From Northern Ireland came the Scots-Irish, who had themselves been transported earlier from Scotland to Ireland by the English. Between 1715 and 1726 some 250,000 Scots-Irish, weary of being England’s pawns, left Ulster to come to America.  And in the south of Ireland, huge numbers joined the exodus. Huge numbers of the Irish fled or were displaced from the Emerald Isle by both famine and the tyranny of the English.  They were forced to face the difficult journey across the sea to the New World on the infamous crowded and disease-ridden “coffin ships,” such as the Agnes, Virginius, and the Naomi. Nearly two million Irish came to America between 1830-1840. More than 2.6 million Irish came to America after 1860.  Now, over 12% of Americans claim to be of Irish descent, and an equally large percentage, Scots-Irish.

The story of the Celtic Diaspora is in a significant way, the story of America.

After the Louisiana Purchase, Celtic people migrated to Northeast Louisiana like swarms of roving bees.  They came here—the Irish, the Scottish, the Scots-Irish, the Welsh, and the other Celtic Nations—so many that it’s been said that early maps marked the region as Celtic Louisiana.

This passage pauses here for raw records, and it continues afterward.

//! Tabseed - bulk-load JSON record files into DynamoDB tables

use anyhow::{Context, Result};
use clap::{Args, Parser, Subcommand};
use std::ffi::OsString;
use std::io::IsTerminal;
use std::path::{Path, PathBuf};
use std::sync::Arc;
use tabseed_common::logging::{init_logging, LogConfig, LogLevel};
use tabseed_common::ReconciliationPolicy;
use tabseed_loader::config::{Manifest, DEFAULT_MANIFEST};
use tabseed_loader::progress::{BarProgress, LogProgress, ProgressObserver};
use tabseed_loader::provision::Provisioner;
use tabseed_loader::reconcile::Reconciler;
use tabseed_loader::source::JsonFileSource;
use tabseed_loader::store::dynamo::DynamoSettings;
use tabseed_loader::store::{DynamoStore, MemoryStore, TableStore};
use tabseed_loader::{BatchWriter, Coordinator};
use tracing::{debug, info, warn};

#[derive(Parser, Debug)]
#[command(name = "tabseed")]
#[command(author, version, about = "Bulk-load JSON record files into DynamoDB tables")]
struct Cli {
    #[command(subcommand)]
    command: Command,

    /// Verbose output
    #[arg(short, long, global = true)]
    verbose: bool,
}

#[derive(Subcommand, Debug)]
enum Command {
    /// Provision the manifest's tables and load their input files
    Load(LoadArgs),

    /// Check the manifest and show the resolved table plan
    Validate {
        /// Manifest file
        #[arg(short, long, default_value = DEFAULT_MANIFEST)]
        config: PathBuf,
    },
}

#[derive(Args, Debug)]
struct LoadArgs {
    /// Manifest file
    #[arg(short, long, default_value = DEFAULT_MANIFEST)]
    config: PathBuf,

    /// Existing data policy: append or replace (overrides the manifest)
    #[arg(short, long)]
    policy: Option<ReconciliationPolicy>,

    /// Directory holding the input files (overrides the manifest)
    #[arg(long)]
    data_dir: Option<PathBuf>,

    /// DynamoDB endpoint, e.g. http://localhost:8000 for DynamoDB Local
    #[arg(long, env = "DYNAMODB_ENDPOINT")]
    endpoint_url: Option<String>,

    /// AWS region (defaults to the AWS configuration, then us-east-1)
    #[arg(long, env = "AWS_REGION")]
    region: Option<String>,

    /// Load into an in-memory store instead of DynamoDB
    #[arg(long)]
    dry_run: bool,

    /// Log progress lines instead of drawing progress bars
    #[arg(long)]
    no_progress: bool,

    /// Exit with an error when any table fails
    #[arg(long)]
    strict: bool,
}

#[tokio::main]
async fn main() -> Result<()> {
    let (cli, dotenv) = parse_args(None, std::env::args_os());

    let log_level = if cli.verbose {
        LogLevel::Debug
    } else {
        LogLevel::Info
    };
    let log_config = LogConfig::builder()
        .level(log_level)
        .log_file_prefix("tabseed")
        .build()
        .with_env_overrides()?;
    let _guard = init_logging(&log_config)?;

    if let Some(path) = dotenv {
        debug!(path = %path.display(), "Loaded environment file");
    }

    match cli.command {
        Command::Load(args) => load(args).await,
        Command::Validate { config } => validate(&config),
    }
}

/// Load the environment file, then parse the command line.
///
/// Table names and AWS settings may live in `.env`, and clap reads `env`
/// fallbacks while parsing, so the file must be loaded first. Without an
/// explicit `env_file` the usual `.env` lookup applies.
fn parse_args<I, T>(env_file: Option<&Path>, args: I) -> (Cli, Option<PathBuf>)
where
    I: IntoIterator<Item = T>,
    T: Into<OsString> + Clone,
{
    let loaded = match env_file {
        Some(path) => dotenvy::from_path(path).ok().map(|()| path.to_path_buf()),
        None => dotenvy::dotenv().ok(),
    };
    (Cli::parse_from(args), loaded)
}

fn read_manifest(path: &Path) -> Result<Manifest> {
    Manifest::load(path)
        .and_then(Manifest::with_env_overrides)
        .with_context(|| format!("Failed to load manifest '{}'", path.display()))
}

async fn load(args: LoadArgs) -> Result<()> {
    let mut manifest = read_manifest(&args.config)?;
    if let Some(dir) = args.data_dir {
        manifest.data_dir = dir;
    }
    if let Some(policy) = args.policy {
        manifest.policy = policy;
    }
    manifest.validate()?;

    let plans = manifest.resolve_tables()?;
    if plans.is_empty() {
        warn!("No table names could be resolved, nothing to load");
        return Ok(());
    }

    let store: Arc<dyn TableStore> = if args.dry_run {
        info!("Dry run: loading into an in-memory store");
        Arc::new(MemoryStore::new())
    } else {
        let dynamo = DynamoStore::connect(&DynamoSettings {
            region: args.region,
            endpoint_url: args.endpoint_url,
        })
        .await;
        dynamo
            .ping()
            .await
            .context("Cannot reach DynamoDB. Check credentials, region and endpoint")?;
        info!("Connected to DynamoDB");
        Arc::new(dynamo)
    };

    let observer: Arc<dyn ProgressObserver> =
        if args.no_progress || !std::io::stderr().is_terminal() {
            Arc::new(LogProgress)
        } else {
            Arc::new(BarProgress::new())
        };

    let coordinator = Coordinator::new(
        Provisioner::new(Arc::clone(&store), manifest.provision.to_settings()),
        Reconciler::new(Arc::clone(&store), manifest.write.retry_policy())
            .with_batch_size(manifest.write.batch_size),
        BatchWriter::new(Arc::clone(&store), manifest.write.to_settings()).with_observer(observer),
        Arc::new(JsonFileSource::new(&manifest.data_dir)),
        manifest.policy,
    );

    let summary = coordinator.run(&plans).await;
    summary.log();

    if args.strict && !summary.all_passed() {
        anyhow::bail!(
            "{} of {} table(s) failed",
            summary.failed_count(),
            summary.tables.len()
        );
    }
    Ok(())
}

fn validate(path: &Path) -> Result<()> {
    let manifest = read_manifest(path)?;
    manifest.validate()?;
    let plans = manifest.resolve_tables()?;

    println!("Manifest: {}", path.display());
    println!("Data directory: {}", manifest.data_dir.display());
    println!("Policy: {}", manifest.policy);
    println!(
        "Write: batch_size={} max_workers={} max_retries={}",
        manifest.write.batch_size, manifest.write.max_workers, manifest.write.max_retries
    );
    println!();
    for plan in &plans {
        match &plan.file {
            Some(file) => println!("  {} <- {}", plan.descriptor, file),
            None => println!("  {} (create only)", plan.descriptor),
        }
    }

    let skipped = manifest.tables.len() - plans.len();
    if skipped > 0 {
        println!();
        println!("{skipped} table(s) skipped: name not set in the environment");
    }
    Ok(())
}
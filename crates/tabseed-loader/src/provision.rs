//! Table provisioning
//!
//! Makes sure a table exists before it is loaded: describe it, create it
//! with on-demand capacity when missing, then poll until it is active.

use serde::Serialize;
use std::sync::Arc;
use std::time::{Duration, Instant};
use tabseed_common::TableDescriptor;
use tracing::{debug, error, info, warn};

use crate::error::{LoaderError, Result, StoreError};
use crate::store::{TableStatus, TableStore};

/// Polling schedule while waiting for a table to become active
#[derive(Debug, Clone, PartialEq, Eq)]
pub struct ProvisionSettings {
    pub poll_interval: Duration,
    pub active_timeout: Duration,
}

impl Default for ProvisionSettings {
    fn default() -> Self {
        Self {
            poll_interval: Duration::from_secs(2),
            active_timeout: Duration::from_secs(300),
        }
    }
}

/// Whether the table was there before this run
#[derive(Debug, Clone, Copy, PartialEq, Eq, Serialize)]
#[serde(rename_all = "snake_case")]
pub enum TableState {
    AlreadyExisted,
    Created,
}

pub struct Provisioner {
    store: Arc<dyn TableStore>,
    settings: ProvisionSettings,
}

impl Provisioner {
    pub fn new(store: Arc<dyn TableStore>, settings: ProvisionSettings) -> Self {
        Self { store, settings }
    }

    /// Ensure the table exists and is active, creating it if needed
    pub async fn provision(&self, descriptor: &TableDescriptor) -> Result<TableState> {
        let table = descriptor.table_name();

        match self.store.describe_table(table).await {
            Ok(TableStatus::Active) => {
                info!(table, "Table already exists");
                Ok(TableState::AlreadyExisted)
            },
            Ok(TableStatus::Deleting) => Err(LoaderError::Provision {
                table: table.to_string(),
                source: StoreError::service("TableDeleting", "table is being deleted"),
            }),
            Ok(status) => {
                debug!(table, ?status, "Table exists but is not active yet");
                self.wait_until_active(table).await?;
                Ok(TableState::AlreadyExisted)
            },
            Err(StoreError::TableNotFound(_)) => {
                info!(table = %descriptor, "Creating table");
                let state = match self.store.create_table(descriptor).await {
                    Ok(()) => TableState::Created,
                    // Someone else created it between describe and create,
                    // so it may already hold items
                    Err(StoreError::TableExists(_)) => {
                        warn!(table, "Table appeared while creating it");
                        TableState::AlreadyExisted
                    },
                    Err(source) => {
                        return Err(LoaderError::Provision {
                            table: table.to_string(),
                            source,
                        })
                    },
                };
                self.wait_until_active(table).await?;
                if state == TableState::Created {
                    info!(table, "Table created");
                }
                Ok(state)
            },
            Err(source) => Err(LoaderError::Provision {
                table: table.to_string(),
                source,
            }),
        }
    }

    /// [`provision`](Self::provision) reduced to a yes/no; failures are logged
    pub async fn ensure_table(&self, descriptor: &TableDescriptor) -> bool {
        match self.provision(descriptor).await {
            Ok(_) => true,
            Err(err) => {
                error!(table = descriptor.table_name(), "{}", err);
                false
            },
        }
    }

    async fn wait_until_active(&self, table: &str) -> Result<()> {
        let started = Instant::now();
        loop {
            match self.store.describe_table(table).await {
                Ok(TableStatus::Active) => return Ok(()),
                Ok(status) => debug!(table, ?status, "Waiting for table"),
                // Freshly created tables can take a moment to become visible
                Err(StoreError::TableNotFound(_)) => debug!(table, "Table not visible yet"),
                Err(source) => {
                    return Err(LoaderError::Provision {
                        table: table.to_string(),
                        source,
                    })
                },
            }

            if started.elapsed() >= self.settings.active_timeout {
                return Err(LoaderError::ProvisionTimeout {
                    table: table.to_string(),
                    waited_secs: started.elapsed().as_secs(),
                });
            }
            tokio::time::sleep(self.settings.poll_interval).await;
        }
    }
}

#[cfg(test)]
#[allow(clippy::unwrap_used, clippy::expect_used)]
mod tests {
    use super::*;
    use crate::error::StoreResult;
    use crate::store::{MemoryStore, PutReport, ScanPage};
    use tabseed_common::Record;

    fn settings() -> ProvisionSettings {
        ProvisionSettings {
            poll_interval: Duration::from_millis(1),
            active_timeout: Duration::from_millis(50),
        }
    }

    #[tokio::test]
    async fn test_creates_missing_table() {
        let store = Arc::new(MemoryStore::new());
        let provisioner = Provisioner::new(store.clone(), settings());
        let d = TableDescriptor::new("usuarios", "email", None::<String>).unwrap();

        assert_eq!(provisioner.provision(&d).await.unwrap(), TableState::Created);
        assert!(store.has_table("usuarios"));
        assert_eq!(provisioner.provision(&d).await.unwrap(), TableState::AlreadyExisted);
    }

    /// A table that never leaves CREATING
    struct StuckStore;

    #[async_trait::async_trait]
    impl TableStore for StuckStore {
        async fn ping(&self) -> StoreResult<()> {
            Ok(())
        }

        async fn describe_table(&self, _table: &str) -> StoreResult<TableStatus> {
            Ok(TableStatus::Creating)
        }

        async fn create_table(&self, _descriptor: &TableDescriptor) -> StoreResult<()> {
            Ok(())
        }

        async fn put_batch(&self, _d: &TableDescriptor, _items: &[Record]) -> StoreResult<PutReport> {
            Ok(PutReport::default())
        }

        async fn delete_batch(&self, _d: &TableDescriptor, _keys: &[Record]) -> StoreResult<usize> {
            Ok(0)
        }

        async fn scan_keys(
            &self,
            _d: &TableDescriptor,
            _limit: Option<usize>,
            _start: Option<Record>,
        ) -> StoreResult<ScanPage> {
            Ok(ScanPage::default())
        }
    }

    #[tokio::test]
    async fn test_times_out_waiting_for_active() {
        let provisioner = Provisioner::new(Arc::new(StuckStore), settings());
        let d = TableDescriptor::new("pedidos", "local_id", Some("pedido_id")).unwrap();

        let err = provisioner.provision(&d).await.unwrap_err();
        assert!(matches!(err, LoaderError::ProvisionTimeout { .. }));
        assert!(!provisioner.ensure_table(&d).await);
    }

    /// Reports the table missing, then loses the create race to another writer
    #[derive(Default)]
    struct RacedStore {
        inner: MemoryStore,
    }

    #[async_trait::async_trait]
    impl TableStore for RacedStore {
        async fn ping(&self) -> StoreResult<()> {
            Ok(())
        }

        async fn describe_table(&self, table: &str) -> StoreResult<TableStatus> {
            self.inner.describe_table(table).await
        }

        async fn create_table(&self, descriptor: &TableDescriptor) -> StoreResult<()> {
            let mut existing = Record::new();
            existing.insert("local_id".into(), serde_json::json!("L999"));
            self.inner.seed(descriptor, vec![existing]);
            Err(StoreError::TableExists(descriptor.table_name().to_string()))
        }

        async fn put_batch(&self, d: &TableDescriptor, items: &[Record]) -> StoreResult<PutReport> {
            self.inner.put_batch(d, items).await
        }

        async fn delete_batch(&self, d: &TableDescriptor, keys: &[Record]) -> StoreResult<usize> {
            self.inner.delete_batch(d, keys).await
        }

        async fn scan_keys(
            &self,
            d: &TableDescriptor,
            limit: Option<usize>,
            start: Option<Record>,
        ) -> StoreResult<ScanPage> {
            self.inner.scan_keys(d, limit, start).await
        }
    }

    #[tokio::test]
    async fn test_lost_create_race_counts_as_existing() {
        let store = Arc::new(RacedStore::default());
        let provisioner = Provisioner::new(store.clone(), settings());
        let d = TableDescriptor::new("locales", "local_id", None::<String>).unwrap();

        assert_eq!(provisioner.provision(&d).await.unwrap(), TableState::AlreadyExisted);
        assert_eq!(store.inner.item_count("locales"), 1);
    }

    #[tokio::test]
    async fn test_ensure_table_reports_success() {
        let store = Arc::new(MemoryStore::new());
        let provisioner = Provisioner::new(store, settings());
        let d = TableDescriptor::new("tokens", "token", None::<String>).unwrap();
        assert!(provisioner.ensure_table(&d).await);
    }
}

The impact of the Irish and Scottish newcomers was felt immediately in Louisiana.  New Orleans celebrated its first St. Patrick’s Day in 1809.  Andrew Jackson, one of Ulster’s sons, led his army to victory against the British here in Louisiana in one of history’s most famous battles during the War of 1812. By 1860, there were over 24,000 Irish in New Orleans.  When the War Between the States began in 1861, the famous 6th Louisiana was formed, led by Irish-born leaders such as Billy Monaghan.  These fierce Irish boys were known as the “Fighting Tigers.”

Families drifted into Northeast Louisiana from the east, and boatloads entered the Southern ports of New Orleans and Mobile and made their way north. Finally, a great number of them came here, pinning themselves to the earth, declaring the farmlands, the piney woods, and the cities of Northeast Louisiana to be their home. Regional phonebooks reveal the extent of their immigration.  Search those listings and you will see page after page of Celtic surnames such as you might find in a Dublin or Edinburgh phonebook. Northeast Louisiana is truly a new Celtic Nation.

People of the Celtic nations settled Northeast Louisiana, and with them came their heritage. Wherever Celtic people go, they bring a sense of history and community.  The blood of their ancestors stirs their own veins.  They came with a strong work ethic, a love for family and for the land, a rich inner spirituality, and a fierce fighting spirit.  These are the personal qualities that have always made the Celtic people unique—qualities that have always been a source of their strength. Perhaps even more significant in relation to this festival, the Celtic people have always possessed a strong devotion to aesthetics, to the arts. Loving music, art, dance, and story telling, they gathered to celebrate on every possible occasion.

At the Festival, you will once again experience and reconnect to your own Celtic Heritage. Our nation is experiencing a Celtic Renaissance.  Declare yourself to be a part of that Renaissance. Use your time here to teach your children about their ancestors and their homeland. May the music you hear stir your blood like it once did your ancestors. Learn their forgotten crafts. Open your eyes to the beauty of Celtic art and costumes.

Yes, the Celts came to Northeast Louisiana.  And once again in 2007, Celtic families and clans have congregated to celebrate and honor their heritage.  We’re glad you’ve attended our festival.